• _DATA IN THIS EXERCISE_:
• • •
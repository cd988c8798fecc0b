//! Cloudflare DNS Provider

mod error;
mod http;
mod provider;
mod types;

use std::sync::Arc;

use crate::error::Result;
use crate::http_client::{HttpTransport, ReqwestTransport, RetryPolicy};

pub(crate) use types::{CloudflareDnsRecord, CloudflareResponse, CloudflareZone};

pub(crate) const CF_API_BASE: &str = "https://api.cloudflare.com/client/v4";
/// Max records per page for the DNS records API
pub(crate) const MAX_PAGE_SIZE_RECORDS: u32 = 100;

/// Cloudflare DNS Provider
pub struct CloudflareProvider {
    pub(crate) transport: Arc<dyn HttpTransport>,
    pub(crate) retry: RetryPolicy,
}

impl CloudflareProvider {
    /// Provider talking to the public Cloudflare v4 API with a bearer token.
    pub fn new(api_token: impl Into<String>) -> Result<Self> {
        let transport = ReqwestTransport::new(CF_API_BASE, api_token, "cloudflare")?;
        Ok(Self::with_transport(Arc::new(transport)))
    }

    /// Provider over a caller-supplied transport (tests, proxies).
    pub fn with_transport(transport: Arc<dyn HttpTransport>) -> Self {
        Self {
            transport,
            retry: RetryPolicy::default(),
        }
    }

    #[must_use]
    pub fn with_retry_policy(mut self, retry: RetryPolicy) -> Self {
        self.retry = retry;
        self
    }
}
• • •
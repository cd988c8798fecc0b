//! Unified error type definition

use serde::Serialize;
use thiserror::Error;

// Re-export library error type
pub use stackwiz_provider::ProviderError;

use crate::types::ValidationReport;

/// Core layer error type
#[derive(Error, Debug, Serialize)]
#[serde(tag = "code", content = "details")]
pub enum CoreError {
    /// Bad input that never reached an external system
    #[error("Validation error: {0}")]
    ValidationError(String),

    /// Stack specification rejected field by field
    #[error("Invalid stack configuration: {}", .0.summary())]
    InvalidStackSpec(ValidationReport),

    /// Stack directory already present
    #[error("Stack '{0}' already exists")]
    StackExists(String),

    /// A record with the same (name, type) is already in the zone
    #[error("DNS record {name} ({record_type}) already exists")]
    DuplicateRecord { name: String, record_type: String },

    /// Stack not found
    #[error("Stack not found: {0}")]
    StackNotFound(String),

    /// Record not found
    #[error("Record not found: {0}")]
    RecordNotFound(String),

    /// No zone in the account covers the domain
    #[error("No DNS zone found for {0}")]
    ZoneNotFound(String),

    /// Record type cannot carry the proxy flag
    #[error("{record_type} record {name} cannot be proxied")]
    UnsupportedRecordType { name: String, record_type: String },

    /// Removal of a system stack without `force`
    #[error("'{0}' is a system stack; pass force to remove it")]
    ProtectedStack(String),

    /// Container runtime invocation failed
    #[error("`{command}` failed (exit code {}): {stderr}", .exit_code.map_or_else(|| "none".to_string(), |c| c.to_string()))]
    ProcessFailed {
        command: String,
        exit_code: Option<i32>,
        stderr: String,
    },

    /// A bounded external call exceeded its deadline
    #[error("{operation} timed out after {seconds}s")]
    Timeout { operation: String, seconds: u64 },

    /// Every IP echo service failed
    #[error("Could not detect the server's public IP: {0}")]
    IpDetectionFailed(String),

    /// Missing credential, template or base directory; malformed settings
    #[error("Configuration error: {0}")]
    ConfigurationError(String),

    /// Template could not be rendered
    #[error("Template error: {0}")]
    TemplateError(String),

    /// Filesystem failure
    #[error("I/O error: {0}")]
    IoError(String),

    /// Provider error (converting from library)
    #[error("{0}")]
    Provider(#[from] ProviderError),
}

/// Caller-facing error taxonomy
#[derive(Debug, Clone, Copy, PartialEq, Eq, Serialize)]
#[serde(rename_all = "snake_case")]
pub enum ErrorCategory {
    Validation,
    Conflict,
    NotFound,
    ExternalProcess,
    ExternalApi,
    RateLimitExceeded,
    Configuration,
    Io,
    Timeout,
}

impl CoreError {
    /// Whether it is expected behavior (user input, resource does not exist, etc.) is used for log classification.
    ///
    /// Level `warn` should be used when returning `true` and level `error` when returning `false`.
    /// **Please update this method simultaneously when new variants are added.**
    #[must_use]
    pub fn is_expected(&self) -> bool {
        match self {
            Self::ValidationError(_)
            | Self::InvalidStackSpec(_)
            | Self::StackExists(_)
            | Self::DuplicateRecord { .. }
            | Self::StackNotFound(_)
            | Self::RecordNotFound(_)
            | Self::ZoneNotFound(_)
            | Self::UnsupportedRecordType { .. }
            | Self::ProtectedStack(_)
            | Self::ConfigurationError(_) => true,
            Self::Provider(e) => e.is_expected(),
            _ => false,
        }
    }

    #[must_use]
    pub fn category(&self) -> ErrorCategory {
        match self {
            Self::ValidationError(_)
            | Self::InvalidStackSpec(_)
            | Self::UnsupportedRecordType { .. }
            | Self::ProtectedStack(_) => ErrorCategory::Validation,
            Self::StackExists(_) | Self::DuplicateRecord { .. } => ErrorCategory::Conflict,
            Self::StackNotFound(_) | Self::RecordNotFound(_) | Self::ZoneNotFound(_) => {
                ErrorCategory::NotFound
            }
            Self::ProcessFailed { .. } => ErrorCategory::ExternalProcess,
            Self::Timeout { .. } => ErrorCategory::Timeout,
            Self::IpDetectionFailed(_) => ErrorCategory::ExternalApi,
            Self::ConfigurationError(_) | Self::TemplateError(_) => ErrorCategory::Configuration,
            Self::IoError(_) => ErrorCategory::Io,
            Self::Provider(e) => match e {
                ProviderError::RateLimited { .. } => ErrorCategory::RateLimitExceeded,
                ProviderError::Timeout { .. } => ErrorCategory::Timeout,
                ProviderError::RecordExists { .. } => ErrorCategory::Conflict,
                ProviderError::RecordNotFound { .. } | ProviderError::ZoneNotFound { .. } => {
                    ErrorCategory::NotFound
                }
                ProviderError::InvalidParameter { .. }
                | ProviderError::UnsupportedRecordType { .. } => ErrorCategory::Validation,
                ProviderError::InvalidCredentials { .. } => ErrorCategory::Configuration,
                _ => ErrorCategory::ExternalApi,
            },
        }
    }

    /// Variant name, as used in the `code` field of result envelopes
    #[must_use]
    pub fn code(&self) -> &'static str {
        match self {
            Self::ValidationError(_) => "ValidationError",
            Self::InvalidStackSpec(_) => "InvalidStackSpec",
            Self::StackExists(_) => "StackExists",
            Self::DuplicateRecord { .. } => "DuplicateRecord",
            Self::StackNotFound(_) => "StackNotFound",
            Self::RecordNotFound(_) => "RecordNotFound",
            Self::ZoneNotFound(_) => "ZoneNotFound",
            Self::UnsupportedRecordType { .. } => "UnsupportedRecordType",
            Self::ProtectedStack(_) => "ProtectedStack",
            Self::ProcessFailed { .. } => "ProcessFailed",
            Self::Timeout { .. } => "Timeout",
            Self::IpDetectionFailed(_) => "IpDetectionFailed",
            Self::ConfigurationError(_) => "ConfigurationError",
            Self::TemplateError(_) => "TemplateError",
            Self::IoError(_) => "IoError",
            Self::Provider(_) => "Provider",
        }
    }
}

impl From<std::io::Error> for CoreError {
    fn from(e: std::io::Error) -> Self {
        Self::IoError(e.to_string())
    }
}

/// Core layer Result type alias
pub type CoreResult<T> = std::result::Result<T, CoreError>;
• • •
• _WHAT IS EXPECTED_:
In the listing above, find each line with the word "force" and return it.

• _REPLY_:
    /// Removal of a system stack without `force`
    #[error("'{0}' is a system stack; pass force to remove it")]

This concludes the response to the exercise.